Favorite line(s): Like the way you see shipping,” she said, and this remained in memory as one of the most delightful conversations Leon had ever had, because he’d never talked with anyone about the way he could tune in and out of shipping, like turning a dial on a radio. When he glanced across the table at Marie, for example: he could see the woman he loved, or he could shift frequencies and see the dress made in the U.K., the shoes made in China, the Italian leather handbag, or shift even further and see the Neptune-Avramidis shipping routes lit up on the map: the dress via Westbound Trans-Atlantic Route 3, the shoes via either the Trans-Pacific Eastbound 7 or the Shanghai-Los Angeles Eastbound Express, etc. Or further still, into the kind of language he'd never speak aloud, not even to Marie: there are tens of thousands of ships at sea at any given moment, and he likes to imagine each one as a point of light, converging into rivers of electric brilliance over the night oceans, flowing through the narrow channels of the Suez and Panama Canals, the Strait of Gibraltar, around the edges of continents and out into the oceans, an unceasing movement that drove countries, a secret world that he loved so much.

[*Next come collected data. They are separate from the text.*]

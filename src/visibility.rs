use crate::constants::{MAP_HEIGHT, MAP_WIDTH, VISION_RADIUS};
use crate::types::{DungeonMap, Enemy, Item, Tile};

/// Reveals every cell within the vision circle of `(px, py)`. Returns the
/// cells that flipped from hidden to revealed this call; fog never clears
/// within a floor.
pub fn update_fog(fog: &mut [Vec<bool>], px: i32, py: i32) -> Vec<(i32, i32)> {
    let mut revealed = Vec::new();
    for dy in -VISION_RADIUS..=VISION_RADIUS {
        for dx in -VISION_RADIUS..=VISION_RADIUS {
            if dx * dx + dy * dy > VISION_RADIUS * VISION_RADIUS {
                continue;
            }
            let x = px + dx;
            let y = py + dy;
            if x < 0 || y < 0 || x >= MAP_WIDTH || y >= MAP_HEIGHT {
                continue;
            }
            let cell = &mut fog[y as usize][x as usize];
            if !*cell {
                *cell = true;
                revealed.push((x, y));
            }
        }
    }
    revealed
}

pub fn is_revealed(fog: &[Vec<bool>], x: i32, y: i32) -> bool {
    if x < 0 || y < 0 || x >= MAP_WIDTH || y >= MAP_HEIGHT {
        return false;
    }
    fog[y as usize][x as usize]
}

/// Bresenham walk from `(x1, y1)` to `(x2, y2)`. Walls after the start cell
/// block the line. Carries a no-advance guard and a `W + H` step cap against
/// malformed input.
pub fn has_line_of_sight(map: &DungeonMap, x1: i32, y1: i32, x2: i32, y2: i32) -> bool {
    if x1 == x2 && y1 == y2 {
        return true;
    }
    let dx = (x2 - x1).abs();
    let dy = (y2 - y1).abs();
    let sx = if x1 < x2 { 1 } else { -1 };
    let sy = if y1 < y2 { 1 } else { -1 };
    let mut err = dx - dy;
    let mut x = x1;
    let mut y = y1;

    for _ in 0..(MAP_WIDTH + MAP_HEIGHT) {
        let (prev_x, prev_y) = (x, y);
        let doubled = 2 * err;
        if doubled > -dy {
            err -= dy;
            x += sx;
        }
        if doubled < dx {
            err += dx;
            y += sy;
        }
        if x == prev_x && y == prev_y {
            return false;
        }
        if x == x2 && y == y2 {
            return true;
        }
        if map.is_wall(x, y) {
            return false;
        }
    }
    false
}

/// Enemies the client may know about: inside revealed fog and still alive.
pub fn visible_enemies<'a>(fog: &[Vec<bool>], enemies: &'a [Enemy]) -> Vec<&'a Enemy> {
    enemies
        .iter()
        .filter(|enemy| enemy.is_alive() && is_revealed(fog, enemy.x, enemy.y))
        .collect()
}

pub fn visible_items<'a>(fog: &[Vec<bool>], items: &'a [Item]) -> Vec<&'a Item> {
    items
        .iter()
        .filter(|item| is_revealed(fog, item.x, item.y))
        .collect()
}

pub fn visible_tiles(fog: &[Vec<bool>], map: &DungeonMap) -> Vec<Tile> {
    let mut tiles = Vec::new();
    for y in 0..MAP_HEIGHT {
        for x in 0..MAP_WIDTH {
            if is_revealed(fog, x, y) {
                if let Some(tile) = map.tile(x, y) {
                    tiles.push(tile);
                }
            }
        }
    }
    tiles
}
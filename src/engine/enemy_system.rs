use std::collections::HashSet;

use super::utils::{is_adjacent, manhattan};
use super::GameEngine;
use crate::constants::{PATHFIND_BUDGET_PER_TURN, VISION_RADIUS};
use crate::pathfind::{self, PathQuery};
use crate::types::{EnemyBehavior, GameStatus};
use crate::visibility::has_line_of_sight;

impl GameEngine {
    /// Runs every live enemy's decision after the player's action. Closest
    /// enemies act first; only the closest few get pathfinder time.
    pub(super) fn run_enemy_phase(&mut self) {
        if self.state.status != GameStatus::Active {
            return;
        }
        let (px, py) = (self.state.player.x, self.state.player.y);

        let mut order: Vec<usize> = (0..self.state.enemies.len())
            .filter(|&idx| self.state.enemies[idx].is_alive())
            .collect();
        order.sort_by_key(|&idx| {
            let enemy = &self.state.enemies[idx];
            manhattan(enemy.x, enemy.y, px, py)
        });

        let mut path_budget = PATHFIND_BUDGET_PER_TURN;
        for idx in order {
            if self.state.status != GameStatus::Active {
                return;
            }
            let enemy = &self.state.enemies[idx];
            if !enemy.is_alive() {
                continue;
            }
            if manhattan(enemy.x, enemy.y, px, py) > VISION_RADIUS + 2 {
                continue;
            }

            let can_see = has_line_of_sight(&self.state.map, enemy.x, enemy.y, px, py);
            if can_see {
                self.state.enemies[idx].last_seen_player = Some((px, py));
            }

            let behavior = self.state.enemies[idx].behavior;
            match behavior {
                EnemyBehavior::Stationary => {
                    let enemy = &self.state.enemies[idx];
                    if is_adjacent(enemy.x, enemy.y, px, py) {
                        self.enemy_strike(idx);
                    }
                }
                EnemyBehavior::Patrol => {
                    if can_see {
                        let enemy = &self.state.enemies[idx];
                        if is_adjacent(enemy.x, enemy.y, px, py) {
                            self.enemy_strike(idx);
                        } else {
                            self.step_along_path(idx, (px, py), &mut path_budget);
                        }
                    }
                }
                EnemyBehavior::Flee => {
                    let enemy = &self.state.enemies[idx];
                    let wounded = (enemy.hp as f32) < (enemy.max_hp as f32) * 0.3;
                    if wounded && can_see {
                        self.step_away_from_player(idx);
                    } else {
                        self.aggressive_action(idx, can_see, &mut path_budget);
                    }
                }
                EnemyBehavior::Aggressive => {
                    self.aggressive_action(idx, can_see, &mut path_budget);
                }
            }
        }
    }

    /// Chase the player, or the last place they were seen. Attacks when
    /// adjacent, including right after closing the final step.
    fn aggressive_action(&mut self, idx: usize, can_see: bool, path_budget: &mut usize) {
        let (px, py) = (self.state.player.x, self.state.player.y);
        let target = if can_see {
            Some((px, py))
        } else {
            self.state.enemies[idx].last_seen_player
        };
        let Some(target) = target else {
            return;
        };

        {
            let enemy = &self.state.enemies[idx];
            if is_adjacent(enemy.x, enemy.y, px, py) {
                self.enemy_strike(idx);
                return;
            }
        }

        self.step_along_path(idx, target, path_budget);

        let enemy = &self.state.enemies[idx];
        if is_adjacent(enemy.x, enemy.y, px, py) {
            self.enemy_strike(idx);
            return;
        }
        // Memory of a stale sighting expires once the spot is reached empty.
        if !can_see {
            let enemy = &mut self.state.enemies[idx];
            if (enemy.x, enemy.y) == target {
                enemy.last_seen_player = None;
            }
        }
    }

    /// One BFS step toward `target`, spending pathfinder budget. Enemies out
    /// of budget simply hold position this turn.
    fn step_along_path(&mut self, idx: usize, target: (i32, i32), path_budget: &mut usize) -> bool {
        if *path_budget == 0 {
            return false;
        }
        *path_budget -= 1;

        let (px, py) = (self.state.player.x, self.state.player.y);
        let from = (self.state.enemies[idx].x, self.state.enemies[idx].y);
        let blocked: HashSet<(i32, i32)> = self
            .state
            .enemies
            .iter()
            .enumerate()
            .filter(|(other, enemy)| *other != idx && enemy.is_alive())
            .map(|(_, enemy)| (enemy.x, enemy.y))
            .collect();
        let query = PathQuery::new(&self.state.map, &blocked, (px, py));

        let Some(step) = pathfind::next_step(&query, from, target) else {
            return false;
        };
        if step == (px, py) {
            return false;
        }
        self.state.enemies[idx].x = step.0;
        self.state.enemies[idx].y = step.1;
        true
    }

    /// Back off one cell: the horizontal opposite first, then the vertical.
    fn step_away_from_player(&mut self, idx: usize) {
        let (px, py) = (self.state.player.x, self.state.player.y);
        let (ex, ey) = (self.state.enemies[idx].x, self.state.enemies[idx].y);
        let horizontal = if ex >= px { (ex + 1, ey) } else { (ex - 1, ey) };
        let vertical = if ey >= py { (ex, ey + 1) } else { (ex, ey - 1) };

        for (nx, ny) in [horizontal, vertical] {
            if self.enemy_can_enter(idx, nx, ny) {
                self.state.enemies[idx].x = nx;
                self.state.enemies[idx].y = ny;
                return;
            }
        }
    }

    fn enemy_can_enter(&self, idx: usize, x: i32, y: i32) -> bool {
        if self.state.map.is_wall(x, y) {
            return false;
        }
        if (x, y) == (self.state.player.x, self.state.player.y) {
            return false;
        }
        self.state
            .enemies
            .iter()
            .enumerate()
            .all(|(other, enemy)| other == idx || !enemy.is_alive() || (enemy.x, enemy.y) != (x, y))
    }
}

STRAY A Memoir by Stephanie Danler
This memoir from the author of Sweetbitter hooked me with the first line: The list of things I thought I knew but did not know grew quickly during my first weeks back in Los Angeles. After years living in New York City, Danler returns to her roots and rents a dilapidated house in Laurel Canyon because the realtor tells her Fleetwood Mac lived in it in the 1970s. From this perch in the Hollywood Hills, Danler waits “for my next life to start” after the post-publication of the successful Sweetbitter (on my favorite’s shelf). From that metaphorical house in shambles, Danler examines how she got there beginning with her parents’ addictions and neglect to the conflict and drama she craved in her affair with a married man. Unsentimental and heartbreakingly honest, Stray left me in awe of this beautiful author’s talents. I can’t wait to see what comes next.
Favorite line(s): Loving liars, addicts, or people who abuse your love is a common affliction, and we are all mostly the same. We have a gift for suffering silently. No one taught us how to trust the world, or that we could, so we trust no one. We’ve never developed a sense of self. There is no cure for the Monster, or the black hole. Not falling in love, or becoming a parent, or making money, or working harder. Boundaries help. It’s through boundaries that we construct ourselves, say Here is where you end and I begin. However, while boundaries are powerful, they’re unfortunately not solid. They are made in the imagination, and there are inherent flaws in arming oneself for battle in our fantasies. What is shocking isn’t that we have lived through the traumas of our lives. The miracle is that we are still remotely permeable.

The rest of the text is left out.